■ GOAL OF THE EXERCISE
From the records below, pull each line that has "HeaderName".
═══ DATASET CONTENT ═══
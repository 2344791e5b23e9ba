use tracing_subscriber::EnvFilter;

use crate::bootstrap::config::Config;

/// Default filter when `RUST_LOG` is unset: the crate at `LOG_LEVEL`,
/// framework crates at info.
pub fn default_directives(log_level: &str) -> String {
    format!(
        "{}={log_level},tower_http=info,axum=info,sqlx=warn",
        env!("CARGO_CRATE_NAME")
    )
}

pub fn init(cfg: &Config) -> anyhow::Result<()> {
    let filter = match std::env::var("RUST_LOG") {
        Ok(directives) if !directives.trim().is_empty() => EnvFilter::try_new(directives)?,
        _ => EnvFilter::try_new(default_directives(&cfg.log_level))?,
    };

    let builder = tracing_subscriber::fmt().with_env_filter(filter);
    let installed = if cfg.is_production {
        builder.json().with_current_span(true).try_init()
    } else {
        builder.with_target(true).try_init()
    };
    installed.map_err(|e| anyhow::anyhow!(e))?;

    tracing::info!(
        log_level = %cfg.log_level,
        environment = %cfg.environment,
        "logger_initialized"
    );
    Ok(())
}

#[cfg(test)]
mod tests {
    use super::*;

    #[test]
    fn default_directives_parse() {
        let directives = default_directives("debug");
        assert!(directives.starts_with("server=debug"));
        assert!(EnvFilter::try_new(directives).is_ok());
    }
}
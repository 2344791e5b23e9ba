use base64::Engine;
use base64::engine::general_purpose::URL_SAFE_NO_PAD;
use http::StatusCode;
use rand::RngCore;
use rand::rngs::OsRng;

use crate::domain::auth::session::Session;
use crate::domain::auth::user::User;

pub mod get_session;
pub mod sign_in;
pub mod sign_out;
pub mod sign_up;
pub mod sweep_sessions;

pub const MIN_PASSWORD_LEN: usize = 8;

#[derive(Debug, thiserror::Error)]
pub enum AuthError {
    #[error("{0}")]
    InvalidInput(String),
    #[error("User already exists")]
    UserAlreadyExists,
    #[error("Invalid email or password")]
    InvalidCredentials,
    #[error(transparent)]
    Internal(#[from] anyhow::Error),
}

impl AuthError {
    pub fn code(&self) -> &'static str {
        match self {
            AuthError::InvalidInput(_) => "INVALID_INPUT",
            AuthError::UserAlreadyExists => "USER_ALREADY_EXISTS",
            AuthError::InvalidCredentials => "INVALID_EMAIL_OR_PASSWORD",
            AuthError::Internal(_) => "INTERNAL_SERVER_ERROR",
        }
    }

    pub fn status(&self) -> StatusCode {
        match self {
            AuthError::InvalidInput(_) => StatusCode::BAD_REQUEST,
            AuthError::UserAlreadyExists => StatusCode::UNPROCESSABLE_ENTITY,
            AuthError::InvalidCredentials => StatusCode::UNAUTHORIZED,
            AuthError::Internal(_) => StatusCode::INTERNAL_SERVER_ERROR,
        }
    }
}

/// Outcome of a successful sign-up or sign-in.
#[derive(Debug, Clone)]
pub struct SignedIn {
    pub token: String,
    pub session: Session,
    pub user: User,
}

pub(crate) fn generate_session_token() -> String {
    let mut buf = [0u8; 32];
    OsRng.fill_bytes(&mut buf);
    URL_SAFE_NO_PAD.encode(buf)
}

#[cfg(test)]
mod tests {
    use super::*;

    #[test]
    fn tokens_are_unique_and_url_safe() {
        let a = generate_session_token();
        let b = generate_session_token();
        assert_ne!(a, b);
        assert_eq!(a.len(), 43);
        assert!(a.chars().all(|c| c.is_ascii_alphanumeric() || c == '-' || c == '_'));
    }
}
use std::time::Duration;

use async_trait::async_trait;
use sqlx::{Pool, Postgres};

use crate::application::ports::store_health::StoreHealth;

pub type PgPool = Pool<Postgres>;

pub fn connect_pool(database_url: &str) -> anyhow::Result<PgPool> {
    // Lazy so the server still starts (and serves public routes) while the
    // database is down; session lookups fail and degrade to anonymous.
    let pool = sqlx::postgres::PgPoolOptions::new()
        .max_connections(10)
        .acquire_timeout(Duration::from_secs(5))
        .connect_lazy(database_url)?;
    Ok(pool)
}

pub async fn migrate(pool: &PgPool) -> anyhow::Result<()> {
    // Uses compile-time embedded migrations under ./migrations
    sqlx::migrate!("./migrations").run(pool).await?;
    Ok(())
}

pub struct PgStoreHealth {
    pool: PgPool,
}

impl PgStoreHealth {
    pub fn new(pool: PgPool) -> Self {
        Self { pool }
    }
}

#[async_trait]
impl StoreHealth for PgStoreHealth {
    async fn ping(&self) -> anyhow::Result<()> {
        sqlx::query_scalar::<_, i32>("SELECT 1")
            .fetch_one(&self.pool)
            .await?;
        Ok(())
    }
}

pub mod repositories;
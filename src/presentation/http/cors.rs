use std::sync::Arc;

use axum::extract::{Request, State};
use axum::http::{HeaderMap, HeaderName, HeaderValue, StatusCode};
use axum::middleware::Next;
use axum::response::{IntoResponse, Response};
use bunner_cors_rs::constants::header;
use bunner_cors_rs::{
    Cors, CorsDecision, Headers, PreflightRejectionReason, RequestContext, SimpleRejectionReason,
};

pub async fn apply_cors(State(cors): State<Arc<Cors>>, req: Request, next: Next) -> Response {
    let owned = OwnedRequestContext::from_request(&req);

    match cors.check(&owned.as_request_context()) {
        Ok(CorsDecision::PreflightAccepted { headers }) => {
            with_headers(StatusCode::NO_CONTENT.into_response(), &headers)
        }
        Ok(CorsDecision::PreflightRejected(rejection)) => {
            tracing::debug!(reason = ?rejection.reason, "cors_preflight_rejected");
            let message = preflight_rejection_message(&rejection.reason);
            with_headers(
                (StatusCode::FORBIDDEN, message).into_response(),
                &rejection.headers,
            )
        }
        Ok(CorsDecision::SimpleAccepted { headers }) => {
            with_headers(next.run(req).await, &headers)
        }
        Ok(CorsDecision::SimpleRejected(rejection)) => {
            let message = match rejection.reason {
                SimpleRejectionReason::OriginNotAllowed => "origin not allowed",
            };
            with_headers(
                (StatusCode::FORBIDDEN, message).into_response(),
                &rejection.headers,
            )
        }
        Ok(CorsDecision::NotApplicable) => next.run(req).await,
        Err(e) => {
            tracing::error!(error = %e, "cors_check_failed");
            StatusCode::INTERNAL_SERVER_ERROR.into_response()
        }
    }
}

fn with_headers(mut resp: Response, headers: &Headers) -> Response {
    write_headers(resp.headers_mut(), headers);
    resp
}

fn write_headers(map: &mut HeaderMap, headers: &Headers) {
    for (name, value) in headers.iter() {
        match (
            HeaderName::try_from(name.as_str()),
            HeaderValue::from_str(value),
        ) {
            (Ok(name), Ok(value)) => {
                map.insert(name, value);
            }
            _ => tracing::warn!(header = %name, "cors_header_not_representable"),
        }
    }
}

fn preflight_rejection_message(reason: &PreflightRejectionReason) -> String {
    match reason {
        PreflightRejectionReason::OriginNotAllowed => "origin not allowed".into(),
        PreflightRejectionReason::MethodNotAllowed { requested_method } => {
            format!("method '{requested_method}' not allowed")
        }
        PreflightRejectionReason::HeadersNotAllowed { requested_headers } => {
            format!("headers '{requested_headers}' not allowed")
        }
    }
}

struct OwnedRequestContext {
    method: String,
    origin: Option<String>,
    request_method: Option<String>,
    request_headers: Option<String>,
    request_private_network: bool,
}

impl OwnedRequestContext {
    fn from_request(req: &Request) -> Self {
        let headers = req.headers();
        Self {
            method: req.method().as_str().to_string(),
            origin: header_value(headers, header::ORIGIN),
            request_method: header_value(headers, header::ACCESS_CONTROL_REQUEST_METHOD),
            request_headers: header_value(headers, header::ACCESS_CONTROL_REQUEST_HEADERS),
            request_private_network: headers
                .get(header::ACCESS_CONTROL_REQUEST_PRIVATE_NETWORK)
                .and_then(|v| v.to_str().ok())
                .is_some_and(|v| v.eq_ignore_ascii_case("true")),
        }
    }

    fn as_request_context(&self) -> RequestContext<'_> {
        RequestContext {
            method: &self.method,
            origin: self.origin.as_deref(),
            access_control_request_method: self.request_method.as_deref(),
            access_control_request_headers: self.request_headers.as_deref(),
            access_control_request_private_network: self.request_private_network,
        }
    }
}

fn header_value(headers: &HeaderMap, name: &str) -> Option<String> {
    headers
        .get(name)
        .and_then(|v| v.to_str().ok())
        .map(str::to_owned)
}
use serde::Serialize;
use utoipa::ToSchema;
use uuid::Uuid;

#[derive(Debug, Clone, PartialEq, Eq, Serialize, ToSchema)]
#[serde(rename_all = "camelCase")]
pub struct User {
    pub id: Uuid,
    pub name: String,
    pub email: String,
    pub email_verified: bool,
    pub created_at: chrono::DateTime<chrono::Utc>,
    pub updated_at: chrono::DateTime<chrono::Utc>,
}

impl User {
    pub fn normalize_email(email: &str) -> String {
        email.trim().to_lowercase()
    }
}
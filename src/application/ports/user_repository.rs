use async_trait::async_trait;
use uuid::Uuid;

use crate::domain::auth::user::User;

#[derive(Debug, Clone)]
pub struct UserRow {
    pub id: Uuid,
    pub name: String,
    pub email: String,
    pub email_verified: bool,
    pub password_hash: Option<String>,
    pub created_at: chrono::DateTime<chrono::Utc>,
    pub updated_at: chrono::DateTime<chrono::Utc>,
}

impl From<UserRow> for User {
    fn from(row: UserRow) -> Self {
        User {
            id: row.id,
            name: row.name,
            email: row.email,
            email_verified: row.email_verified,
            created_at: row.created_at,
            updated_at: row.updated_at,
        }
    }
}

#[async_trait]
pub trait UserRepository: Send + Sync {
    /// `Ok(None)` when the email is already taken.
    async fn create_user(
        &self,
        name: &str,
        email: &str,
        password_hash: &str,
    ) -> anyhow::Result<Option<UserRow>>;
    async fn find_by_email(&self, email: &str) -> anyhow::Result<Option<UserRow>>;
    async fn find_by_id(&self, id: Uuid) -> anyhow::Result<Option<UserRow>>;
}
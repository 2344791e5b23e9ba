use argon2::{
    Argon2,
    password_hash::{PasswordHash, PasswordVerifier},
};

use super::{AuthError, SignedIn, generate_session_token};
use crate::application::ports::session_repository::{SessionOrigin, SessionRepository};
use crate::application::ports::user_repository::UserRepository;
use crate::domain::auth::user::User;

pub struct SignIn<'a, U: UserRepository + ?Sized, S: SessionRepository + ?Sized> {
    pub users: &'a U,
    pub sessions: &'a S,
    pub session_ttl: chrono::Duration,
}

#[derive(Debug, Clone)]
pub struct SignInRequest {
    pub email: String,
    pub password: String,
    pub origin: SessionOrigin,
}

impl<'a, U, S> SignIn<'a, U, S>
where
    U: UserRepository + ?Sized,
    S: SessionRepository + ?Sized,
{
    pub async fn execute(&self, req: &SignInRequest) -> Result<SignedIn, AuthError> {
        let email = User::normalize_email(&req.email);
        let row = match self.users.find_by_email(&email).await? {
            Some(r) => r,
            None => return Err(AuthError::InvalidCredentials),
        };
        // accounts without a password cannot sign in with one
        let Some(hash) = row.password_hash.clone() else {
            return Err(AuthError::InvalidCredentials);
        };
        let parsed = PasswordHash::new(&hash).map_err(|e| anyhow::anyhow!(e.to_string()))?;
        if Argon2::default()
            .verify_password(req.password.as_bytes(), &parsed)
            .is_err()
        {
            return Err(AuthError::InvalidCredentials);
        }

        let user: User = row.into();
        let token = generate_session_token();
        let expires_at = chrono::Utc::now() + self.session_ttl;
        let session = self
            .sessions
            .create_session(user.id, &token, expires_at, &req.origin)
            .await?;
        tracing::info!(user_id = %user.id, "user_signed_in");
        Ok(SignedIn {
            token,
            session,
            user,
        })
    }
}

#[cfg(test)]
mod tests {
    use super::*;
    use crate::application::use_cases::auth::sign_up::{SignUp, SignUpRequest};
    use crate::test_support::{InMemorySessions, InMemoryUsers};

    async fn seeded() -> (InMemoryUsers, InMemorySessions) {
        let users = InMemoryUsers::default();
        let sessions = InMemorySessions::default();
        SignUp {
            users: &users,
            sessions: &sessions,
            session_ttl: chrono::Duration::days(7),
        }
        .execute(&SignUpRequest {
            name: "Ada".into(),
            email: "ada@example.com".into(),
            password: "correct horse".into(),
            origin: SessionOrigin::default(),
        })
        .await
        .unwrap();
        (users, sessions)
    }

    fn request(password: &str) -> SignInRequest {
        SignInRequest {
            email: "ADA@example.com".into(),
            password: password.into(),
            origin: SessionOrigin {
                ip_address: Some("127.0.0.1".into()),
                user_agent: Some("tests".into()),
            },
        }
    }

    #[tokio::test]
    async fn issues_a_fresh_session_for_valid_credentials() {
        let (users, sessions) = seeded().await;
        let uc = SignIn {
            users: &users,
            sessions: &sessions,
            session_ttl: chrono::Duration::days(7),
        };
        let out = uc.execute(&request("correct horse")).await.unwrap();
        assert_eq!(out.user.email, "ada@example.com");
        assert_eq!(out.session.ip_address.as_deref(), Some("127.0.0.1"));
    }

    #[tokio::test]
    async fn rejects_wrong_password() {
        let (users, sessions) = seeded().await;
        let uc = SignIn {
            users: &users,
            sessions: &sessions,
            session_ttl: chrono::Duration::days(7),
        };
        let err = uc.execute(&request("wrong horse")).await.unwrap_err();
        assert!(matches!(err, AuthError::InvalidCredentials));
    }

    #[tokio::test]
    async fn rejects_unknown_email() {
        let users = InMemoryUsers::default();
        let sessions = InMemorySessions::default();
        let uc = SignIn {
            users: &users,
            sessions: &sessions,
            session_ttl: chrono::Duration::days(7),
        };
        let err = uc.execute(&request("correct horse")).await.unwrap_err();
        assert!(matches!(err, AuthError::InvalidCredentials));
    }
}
═══
■ RESPONSE TO THE EXERCISE
use axum::http::{HeaderMap, HeaderName, HeaderValue, StatusCode};
            HeaderName::try_from(name.as_str()),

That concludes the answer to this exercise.